Los bebés por nacer pueden saborear y oler en el útero de su madre


Investigadores en Gran Bretaña y Francia acaban de publicar la primera evidencia directa que muestra que los fetos pueden saborear y oler mientras aún están en el útero. Estos importantes hallazgos pueden ayudar a los científicos a comprender cómo se desarrollan los receptores humanos del gusto y el olfato. Pero la implicación más inmediata es que la dieta de una mujer embarazada puede influir en las preferencias alimentarias de los bebés después del nacimiento.
"Varios estudios han sugerido que los bebés pueden sentir el gusto y el olfato en el útero, pero se basan en los resultados posteriores al nacimiento, mientras que nuestro estudio es el primero en observar estas respuestas antes del nacimiento", dijo la investigadora principal Beyza Ustun, investigadora postdoctoral. en el Laboratorio Fetal y estudios neonatales de la Universidad de Durham, dijo en un comunicado.
"Como resultado, creemos que esta exposición repetida a los sabores antes del nacimiento puede ayudar a establecer preferencias alimentarias después del nacimiento, lo que puede ser importante al pensar en mensajes sobre una alimentación saludable y el potencial para evitar la 'incomodidad alimentaria' en el destete".
El útero no forma parte del sistema digestivo, pero el feto puede estar expuesto a moléculas aromáticas a través del líquido amniótico, el líquido transparente y ligeramente amarillento que rodea al feto durante el embarazo y es esencial para su desarrollo.
Para su estudio, el equipo de investigadores, que también incluía a colegas de la Universidad de Birmingham en el Reino Unido y el Centro Nacional de Investigación Científica de la Universidad de Borgoña en Francia, utilizó un escáner de ultrasonido 4D en los úteros de 100 mujeres a las 32 semanas. y 36 semanas de embarazo.
Aproximadamente 20 minutos antes de hacerse las exploraciones, las madres recibieron una cápsula que contenía 400 mg de zanahoria o repollo en polvo. Se pidió a los participantes que dejaran de comer o beber bebidas saborizadas al menos una hora antes de la exploración.
Los investigadores compararon las imágenes faciales de fetos cuyas madres consumieron las cápsulas con sabor con ultrasonidos de un grupo de control que no estuvo expuesto a los sabores. La exposición incluso a una pequeña cantidad de zanahorias o repollo es suficiente para estimular una respuesta no aleatoria, encontraron los investigadores.
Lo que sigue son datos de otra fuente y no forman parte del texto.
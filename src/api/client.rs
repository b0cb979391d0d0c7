//! JSON request wrapper with default headers and normalized failures.

use reqwest::Method;
use reqwest::header::{ACCEPT, CONTENT_TYPE, HeaderMap, HeaderValue, USER_AGENT};
use serde::Serialize;
use serde::de::DeserializeOwned;
use tracing::{debug, warn};
use url::Url;

use crate::chat::ChatMessage;
use crate::config::{ClientConfig, ConfigError, ConfigResult};

use super::error::RequestFailed;
use super::types::{
    Analytics, ChatReply, ChatRequest, FileDescriptor, HealthStatus, Session,
    SessionMessageReply, SessionMessageRequest, Streak, UploadReceipt, UploadRequest,
};

/// Client for the mock API.
///
/// Every call goes through [`ApiClient::request`]; there is no retry and no
/// timeout unless one is configured.
#[derive(Clone, Debug)]
pub struct ApiClient {
    client: reqwest::Client,
    base_url: Url,
}

impl ApiClient {
    /// Build a client from configuration.
    ///
    /// # Errors
    /// Returns an error if the base URL is invalid or the HTTP client cannot be built.
    pub fn new(config: &ClientConfig) -> ConfigResult<Self> {
        let mut base_url = Url::parse(&config.base_url)
            .map_err(|e| ConfigError::Invalid(format!("client.base_url: {e}")))?;
        // A trailing slash keeps the base path when endpoints are joined.
        if !base_url.path().ends_with('/') {
            let path = format!("{}/", base_url.path());
            base_url.set_path(&path);
        }
        let client = Self::build_client(config)?;
        Ok(Self { client, base_url })
    }

    fn build_client(config: &ClientConfig) -> ConfigResult<reqwest::Client> {
        let mut headers = HeaderMap::new();
        headers.insert(CONTENT_TYPE, HeaderValue::from_static("application/json"));
        headers.insert(ACCEPT, HeaderValue::from_static("application/json"));
        if let Ok(ua) = HeaderValue::from_str(&config.user_agent) {
            headers.insert(USER_AGENT, ua);
        }

        let mut builder = reqwest::Client::builder()
            .default_headers(headers)
            // Same-origin credentials ride along on every call.
            .cookie_store(true)
            .gzip(true)
            .brotli(true)
            .deflate(true);
        if let Some(timeout) = config.request_timeout {
            builder = builder.timeout(timeout);
        }

        builder
            .build()
            .map_err(|e| ConfigError::Invalid(format!("http client: {e}")))
    }

    /// Base URL paths are joined onto.
    #[must_use]
    pub const fn base_url(&self) -> &Url {
        &self.base_url
    }

    /// Resolve an endpoint path below the base URL, keeping any base path prefix.
    ///
    /// # Errors
    /// Returns an error if the joined URL is invalid.
    pub fn endpoint(&self, path: &str) -> Result<Url, url::ParseError> {
        self.base_url.join(path.trim_start_matches('/'))
    }

    /// Issue a request and decode the JSON body.
    ///
    /// # Errors
    /// Returns [`RequestFailed`] on a transport failure, a non-2xx status, or
    /// a body that does not decode into `T`.
    pub async fn request<T, B>(
        &self,
        method: Method,
        path: &str,
        body: Option<&B>,
    ) -> Result<T, RequestFailed>
    where
        T: DeserializeOwned,
        B: Serialize + ?Sized,
    {
        let url = self
            .endpoint(path)
            .map_err(|e| logged(RequestFailed::invalid_path(path, &e)))?;
        debug!(%method, %url, "api request");

        let mut builder = self.client.request(method, url);
        if let Some(body) = body {
            builder = builder.json(body);
        }

        let response = builder
            .send()
            .await
            .map_err(|e| logged(RequestFailed::network(path, &e)))?;
        let status = response.status();
        let text = response
            .text()
            .await
            .map_err(|e| logged(RequestFailed::network(path, &e)))?;

        if !status.is_success() {
            return Err(logged(RequestFailed::http(path, status.as_u16(), text)));
        }

        match serde_json::from_str(&text) {
            Ok(value) => Ok(value),
            Err(e) => Err(logged(RequestFailed::parse(path, status.as_u16(), text, &e))),
        }
    }

    /// `GET` a JSON resource.
    ///
    /// # Errors
    /// See [`ApiClient::request`].
    pub async fn get<T>(&self, path: &str) -> Result<T, RequestFailed>
    where
        T: DeserializeOwned,
    {
        self.request::<T, ()>(Method::GET, path, None).await
    }

    /// `POST` a JSON body.
    ///
    /// # Errors
    /// See [`ApiClient::request`].
    pub async fn post<T, B>(&self, path: &str, body: &B) -> Result<T, RequestFailed>
    where
        T: DeserializeOwned,
        B: Serialize + ?Sized,
    {
        self.request(Method::POST, path, Some(body)).await
    }

    /// Ask the tutor a question.
    ///
    /// # Errors
    /// See [`ApiClient::request`].
    pub async fn chat(&self, message: &str) -> Result<ChatReply, RequestFailed> {
        let body = ChatRequest {
            message: message.to_string(),
        };
        self.post("/api/chat", &body).await
    }

    /// Check that the server is up.
    ///
    /// # Errors
    /// See [`ApiClient::request`].
    pub async fn health(&self) -> Result<HealthStatus, RequestFailed> {
        self.get("/api/health").await
    }

    /// Announce a batch of files.
    ///
    /// # Errors
    /// See [`ApiClient::request`].
    pub async fn upload(&self, files: &[FileDescriptor]) -> Result<UploadReceipt, RequestFailed> {
        let body = UploadRequest {
            files: files.to_vec(),
        };
        self.post("/api/upload", &body).await
    }

    /// Start a new session.
    ///
    /// # Errors
    /// See [`ApiClient::request`].
    pub async fn create_session(&self) -> Result<Session, RequestFailed> {
        self.post("/api/sessions", &serde_json::json!({})).await
    }

    /// List sessions, most recently updated first.
    ///
    /// # Errors
    /// See [`ApiClient::request`].
    pub async fn list_sessions(&self) -> Result<Vec<Session>, RequestFailed> {
        self.get("/api/sessions").await
    }

    /// Fetch the transcript of a session.
    ///
    /// # Errors
    /// See [`ApiClient::request`].
    pub async fn session_messages(&self, session_id: &str) -> Result<Vec<ChatMessage>, RequestFailed> {
        self.get(&session_messages_path(session_id)).await
    }

    /// Post a message into a session.
    ///
    /// # Errors
    /// See [`ApiClient::request`].
    pub async fn send_session_message(
        &self,
        session_id: &str,
        request: &SessionMessageRequest,
    ) -> Result<SessionMessageReply, RequestFailed> {
        self.post(&session_messages_path(session_id), request).await
    }

    /// Fetch the study streak.
    ///
    /// # Errors
    /// See [`ApiClient::request`].
    pub async fn streak(&self) -> Result<Streak, RequestFailed> {
        self.get("/api/streak").await
    }

    /// Fetch usage counters.
    ///
    /// # Errors
    /// See [`ApiClient::request`].
    pub async fn analytics(&self) -> Result<Analytics, RequestFailed> {
        self.get("/api/analytics").await
    }
}

fn session_messages_path(session_id: &str) -> String {
    format!("/api/sessions/{}/messages", urlencoding::encode(session_id))
}

fn logged(err: RequestFailed) -> RequestFailed {
    warn!(
        kind = %err.kind,
        path = %err.path,
        status = ?err.status,
        "api request failed"
    );
    err
}

#[cfg(test)]
mod tests {
    use std::sync::Arc;

    use axum::Router;
    use axum::http::StatusCode;
    use axum::routing::get;

    use super::*;
    use crate::api::FailureKind;
    use crate::server::{AppState, create_router};

    async fn spawn(app: Router) -> ApiClient {
        let listener = tokio::net::TcpListener::bind("127.0.0.1:0")
            .await
            .expect("bind listener");
        let addr = listener.local_addr().expect("local addr");
        tokio::spawn(async move { axum::serve(listener, app).await.expect("serve app") });
        client_for(&format!("http://{addr}"))
    }

    fn client_for(base_url: &str) -> ApiClient {
        let config = ClientConfig {
            base_url: base_url.to_string(),
            ..ClientConfig::default()
        };
        ApiClient::new(&config).expect("client")
    }

    async fn spawn_mock_api() -> ApiClient {
        spawn(create_router(Arc::new(AppState::new()), None)).await
    }

    #[tokio::test]
    async fn test_chat_returns_parsed_reply() {
        let api = spawn_mock_api().await;
        let reply = api.chat("What is entropy?").await.unwrap();
        assert_eq!(
            reply.reply,
            "Let's think this through. What key principle from your materials relates to: \"What is entropy?\"?"
        );
    }

    #[tokio::test]
    async fn test_health_and_upload() {
        let api = spawn_mock_api().await;
        assert!(api.health().await.unwrap().ok);

        let receipt = api
            .upload(&[FileDescriptor::new("a.pdf", 10), FileDescriptor::new("b.md", 20)])
            .await
            .unwrap();
        assert_eq!(receipt, UploadReceipt { ok: true, received: 2 });
    }

    #[tokio::test]
    async fn test_session_round_trip() {
        let api = spawn_mock_api().await;
        let session = api.create_session().await.unwrap();

        let reply = api
            .send_session_message(
                &session.id,
                &SessionMessageRequest {
                    content: "Why do stars shine?".to_string(),
                    files: vec![],
                },
            )
            .await
            .unwrap();
        assert!(reply.content.contains("Why do stars shine?"));

        let messages = api.session_messages(&session.id).await.unwrap();
        assert_eq!(messages.len(), 2);
        assert_eq!(messages[0].id.as_str(), reply.user_message_id);
        assert_eq!(messages[1].id.as_str(), reply.id);

        let sessions = api.list_sessions().await.unwrap();
        assert_eq!(sessions.len(), 1);
        assert_eq!(sessions[0].title, "Why do stars shine?");

        let analytics = api.analytics().await.unwrap();
        assert_eq!(analytics.sessions, 1);
        assert_eq!(analytics.insights, 1);

        let streak = api.streak().await.unwrap();
        assert_eq!(streak, Streak { current: 1, best: 1 });
    }

    #[tokio::test]
    async fn test_non_success_status_is_normalized() {
        let app = Router::new().route(
            "/api/chat",
            axum::routing::post(|| async { (StatusCode::SERVICE_UNAVAILABLE, "maintenance") }),
        );
        let api = spawn(app).await;

        let err = api.chat("hi").await.unwrap_err();
        assert_eq!(err.kind, FailureKind::Http);
        assert_eq!(err.status, Some(503));
        assert_eq!(err.body.as_deref(), Some("maintenance"));
    }

    #[tokio::test]
    async fn test_unknown_session_is_http_error() {
        let api = spawn_mock_api().await;
        let err = api.session_messages("missing").await.unwrap_err();
        assert_eq!(err.kind, FailureKind::Http);
        assert_eq!(err.status, Some(404));
    }

    #[tokio::test]
    async fn test_invalid_json_is_parse_failure() {
        let app = Router::new().route("/api/health", get(|| async { "not json" }));
        let api = spawn(app).await;

        let err = api.health().await.unwrap_err();
        assert_eq!(err.kind, FailureKind::Parse);
        assert_eq!(err.status, Some(200));
        assert_eq!(err.body.as_deref(), Some("not json"));
    }

    #[tokio::test]
    async fn test_refused_connection_is_network_failure() {
        let listener = tokio::net::TcpListener::bind("127.0.0.1:0")
            .await
            .expect("bind listener");
        let addr = listener.local_addr().expect("local addr");
        drop(listener);

        let api = client_for(&format!("http://{addr}"));
        let err = api.health().await.unwrap_err();
        assert_eq!(err.kind, FailureKind::Network);
        assert!(err.status.is_none());
    }

    #[test]
    fn test_endpoint_keeps_base_path() {
        let api = client_for("http://127.0.0.1:9/mentor");
        assert_eq!(api.base_url().as_str(), "http://127.0.0.1:9/mentor/");
        assert_eq!(
            api.endpoint("/api/chat").unwrap().as_str(),
            "http://127.0.0.1:9/mentor/api/chat"
        );
        assert_eq!(
            client_for("http://127.0.0.1:9").endpoint("/api/chat").unwrap().as_str(),
            "http://127.0.0.1:9/api/chat"
        );
    }

    #[tokio::test]
    async fn test_prefixed_base_url_reaches_nested_api() {
        let app = Router::new().nest("/mentor", create_router(Arc::new(AppState::new()), None));
        let listener = tokio::net::TcpListener::bind("127.0.0.1:0")
            .await
            .expect("bind listener");
        let addr = listener.local_addr().expect("local addr");
        tokio::spawn(async move { axum::serve(listener, app).await.expect("serve app") });

        let api = client_for(&format!("http://{addr}/mentor/"));
        assert!(api.health().await.unwrap().ok);
        let reply = api.chat("What is entropy?").await.unwrap();
        assert!(reply.reply.contains("\"What is entropy?\""));
    }

    #[test]
    fn test_session_path_is_encoded() {
        assert_eq!(session_messages_path("a b/c"), "/api/sessions/a%20b%2Fc/messages");
    }
}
"Investigaciones anteriores en mi laboratorio sugieren que las ecografías 4D son una forma de monitorear las respuestas fetales para comprender cómo responden a los comportamientos de salud materna como fumar y su salud mental, incluido el estrés, la depresión y la ansiedad", coautora, la profesora Nadja Reissland, jefe del Laboratorio de Investigación Fetal y Neonatal de Durham, dijo.
"Este último estudio puede tener implicaciones importantes para comprender la evidencia más temprana de las habilidades de los fetos para sentir y discriminar diferentes sabores y olores de los alimentos ingeridos por sus madres".
Esto muy bien podría significar que los fetos pueden responder a una amplia gama de estímulos químicos de la dieta de sus madres, lo que podría tener efectos profundos en los bebés más adelante en la vida a medida que crecen. Los investigadores dicen que la exposición prenatal repetida a ciertos sabores puede dar forma a las preferencias dietéticas de un bebé, por lo que comer alimentos más saludables pero no demasiado sabrosos (sí, como la col rizada) durante el embarazo podría ser una estrategia viable para que las madres fomenten dietas más saludables para sus hijos.
Esto todavía es bastante especulativo en este momento, por lo que los investigadores están planeando un estudio de seguimiento con los mismos bebés incluidos en el estudio actual después del nacimiento. El objetivo es ver cómo las influencias del sabor prenatal afectan la ingesta de diferentes alimentos.
"El próximo paso es investigar si los fetos muestran respuestas menos 'negativas' a estos sabores con el tiempo, lo que lleva a una mayor aceptación de estos sabores cuando los bebés los prueban por primera vez fuera del útero", dijo el coautor, el profesor Jackie Blissett de Aston. Universidad.
Los hallazgos aparecieron en la revista Ciencia psicológica.